Carefully remove the supernatant without disturbing the polysaccharide pellet. (Note that no visible pellet may be seen at this step). Place supernatant into a clean 2 mL microcentrifuge tube. Label the tube as TUBE 4 and measure the volume.
Note
TUBE 4 contains the gDNA.
. Add 1.7X volume of ethanol (99.99%) to TUBE 4. The gDNA can be seen as falling out of the solution as long strands of gDNA; _______ µl (TUBE 4) x 1.7 = _________ µL of Ethanol.
Note
If the final volume is larger than 2 mL, I recommend splitting the volume in two tubes (two tech reps).
Invert tube 20 times to mix.
Spin tube at maximum speed (at least 10 g) for 15 minutes. Discard supernatant with pipette, do not disturb the DNA pellet.
Add 500 µL of 70% ethanol to DNA pellet to remove the excess salt; do not disturb the DNA pellet.

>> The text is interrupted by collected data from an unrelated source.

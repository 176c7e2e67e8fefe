//! Store housekeeping loops: cache purge and master index snapshots.

use std::sync::Arc;
use std::time::Duration;

use magnetdb_core::{BucketStore, Config};
use tokio::sync::{broadcast, Mutex};
use tokio::task::JoinHandle;
use tokio::time::MissedTickBehavior;
use tracing::{debug, error, info, warn};

use crate::metrics::{CACHE_PURGED_TOTAL, MASTER_SAVES_TOTAL};

/// Background tasks that keep the store tidy while the server runs.
pub struct Housekeeping {
    store: Arc<BucketStore>,
    purge_interval: Duration,
    save_interval: Duration,
    shutdown_tx: broadcast::Sender<()>,
    tasks: Mutex<Vec<JoinHandle<()>>>,
}

impl Housekeeping {
    pub fn new(store: Arc<BucketStore>, config: &Config) -> Self {
        let (shutdown_tx, _) = broadcast::channel(1);
        Self {
            store,
            purge_interval: Duration::from_secs(config.cache.purge_interval_secs.max(1)),
            save_interval: Duration::from_secs(config.storage.master_save_interval_secs.max(1)),
            shutdown_tx,
            tasks: Mutex::new(Vec::new()),
        }
    }

    pub async fn start(&self) {
        let mut tasks = self.tasks.lock().await;
        if !tasks.is_empty() {
            warn!("Housekeeping already running");
            return;
        }

        let store = Arc::clone(&self.store);
        tasks.push(spawn_every(
            self.purge_interval,
            self.shutdown_tx.subscribe(),
            move || {
                let store = Arc::clone(&store);
                async move {
                    purge_cache(&store);
                }
            },
        ));

        let store = Arc::clone(&self.store);
        tasks.push(spawn_every(
            self.save_interval,
            self.shutdown_tx.subscribe(),
            move || {
                let store = Arc::clone(&store);
                async move {
                    save_master(&store).await;
                }
            },
        ));

        info!(
            purge_interval_secs = self.purge_interval.as_secs(),
            save_interval_secs = self.save_interval.as_secs(),
            "Housekeeping started"
        );
    }

    /// Stop both loops and wait for a running tick to finish.
    pub async fn stop(&self) {
        let _ = self.shutdown_tx.send(());
        let tasks: Vec<JoinHandle<()>> = self.tasks.lock().await.drain(..).collect();
        for task in tasks {
            if let Err(e) = task.await {
                warn!(error = %e, "Housekeeping task ended abnormally");
            }
        }
        info!("Housekeeping stopped");
    }
}

fn spawn_every<F, Fut>(
    period: Duration,
    mut shutdown: broadcast::Receiver<()>,
    mut tick: F,
) -> JoinHandle<()>
where
    F: FnMut() -> Fut + Send + 'static,
    Fut: std::future::Future<Output = ()> + Send,
{
    tokio::spawn(async move {
        let mut interval = tokio::time::interval(period);
        interval.set_missed_tick_behavior(MissedTickBehavior::Delay);
        // The first tick completes immediately.
        interval.tick().await;

        loop {
            tokio::select! {
                _ = interval.tick() => tick().await,
                _ = shutdown.recv() => break,
            }
        }
    })
}

/// Drop expired read snapshots. Returns how many were dropped.
pub fn purge_cache(store: &BucketStore) -> usize {
    let purged = store.cache().purge_expired();
    if purged > 0 {
        CACHE_PURGED_TOTAL.inc_by(purged as u64);
        debug!(purged, "Purged expired bucket snapshots");
    }
    purged
}

/// Write the master index snapshot, logging failures.
pub async fn save_master(store: &BucketStore) -> bool {
    match store.save_master().await {
        Ok(buckets) => {
            MASTER_SAVES_TOTAL.with_label_values(&["ok"]).inc();
            debug!(buckets, "Master index saved");
            true
        }
        Err(e) => {
            MASTER_SAVES_TOTAL.with_label_values(&["error"]).inc();
            error!(error = %e, "Failed to save master index");
            false
        }
    }
}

Spin the tube at maximum speed (at least 10 g) for 15 minutes. Discard supernatant with pipette, do not disturb the DNA pellet.
Add 500 µL of 70% ethanol to DNA pellet to remove the excess salt; do not disturb the pellet.
Spin the tube at maximum speed (at least 10 g) for 15 minutes. Carefully remove the supernatant; do not disturb the DNA pellet.
Quick spin to gather the residual ethanol at the bottom of the tube and carefully remove with a P20 tip.
Let DNA pellet air dry for 5 min at room temperature, taking care not to over dry.
Resuspend the DNA pellet in 100 µL 10 mM Tris-HCl, pH 8. Incubate at 4ºC with gently mixing overnight to resuspend. Store at 4ºC for use within one week, or store at -80ºC for long-term storage.
Note
If you have two technical reps, resuspend both DNA pellets with one round of 100 µL 10 mM Tris-HCl, pH 8.